(Collected data entries)
------------------------------------

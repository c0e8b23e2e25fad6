// SPDX-License-Identifier: BUSL-1.1
// Copyright (c) 2026 Alfred Jean LLC

//! The console's [`PipelineObserver`]: streams step output as it arrives,
//! colors stderr, and implements the interactive breakpoint prompt.

use crate::color;
use pipeforge_core::OutputSource;
use pipeforge_engine::{AfterStepEvent, BeforeStepEvent, DebugAction, OutputEvent, PipelineObserver};
use std::io::{self, Write};

#[derive(Debug, Clone, Copy, PartialEq, Eq)]
pub enum Verbosity {
    Quiet,
    Normal,
    Verbose,
}

pub struct ConsoleObserver {
    verbosity: Verbosity,
}

impl ConsoleObserver {
    pub fn new(verbosity: Verbosity) -> Self {
        Self { verbosity }
    }
}

impl PipelineObserver for ConsoleObserver {
    fn on_output(&self, event: OutputEvent<'_>) {
        if self.verbosity == Verbosity::Quiet {
            return;
        }
        match event.line.source {
            OutputSource::StdOut => println!("{}", event.line.text),
            OutputSource::StdErr => eprintln!("{}", color::red(&event.line.text)),
        }
    }

    fn on_before_step(&self, event: BeforeStepEvent<'_>) -> DebugAction {
        if event.is_failure_retry_gate {
            print_failure_gate(&event);
        } else {
            println!(
                "{}",
                color::yellow(&format!(
                    "-> [{}/{}] {} :: {}",
                    event.step_index, event.total_steps, event.stage_name, event.step_name
                ))
            );
        }
        prompt_action()
    }

    fn on_after_step(&self, event: AfterStepEvent<'_>) {
        if self.verbosity != Verbosity::Verbose {
            return;
        }
        let Some(result) = event.run.step_results.last() else {
            return;
        };
        println!(
            "{}",
            color::dim(&format!(
                "   [{}/{}] {} finished: {:?} (exit {})",
                event.step_index, event.total_steps, event.step_name, result.status, result.exit_code
            ))
        );
    }
}

fn print_failure_gate(event: &BeforeStepEvent<'_>) {
    let Some(result) = event.run.step_results.last() else {
        return;
    };
    println!(
        "{}",
        color::red(&format!(
            "!! step '{}' failed (exit {})",
            event.step_name, result.exit_code
        ))
    );
    for line in result.last_stderr_lines(pipeforge_core::DEFAULT_ERROR_TAIL_LINES) {
        eprintln!("{}", color::dim(&line.text));
    }
    for hint in &result.hints {
        println!("{}", color::yellow(&format!("hint: {hint}")));
    }
}

fn prompt_action() -> DebugAction {
    print!("[c]ontinue, [s]kip, [r]etry, [a]bort? ");
    let _ = io::stdout().flush();
    let mut line = String::new();
    if io::stdin().read_line(&mut line).is_err() {
        return DebugAction::Continue;
    }
    match line.trim().to_lowercase().chars().next() {
        Some('s') => DebugAction::Skip,
        Some('r') => DebugAction::Retry,
        Some('a') => DebugAction::Abort,
        _ => DebugAction::Continue,
    }
}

------------------------------------

# ACTIVITY
The required result is an exact repetition of the lines from the one containing "let mut line = String::new();" through the last line of the data.

# WORKED SOLUTION
    let mut line = String::new();
    if io::stdin().read_line(&mut line).is_err() {
        return DebugAction::Continue;
    }
    match line.trim().to_lowercase().chars().next() {
        Some('s') => DebugAction::Skip,
        Some('r') => DebugAction::Retry,
        Some('a') => DebugAction::Abort,
        _ => DebugAction::Continue,
    }
}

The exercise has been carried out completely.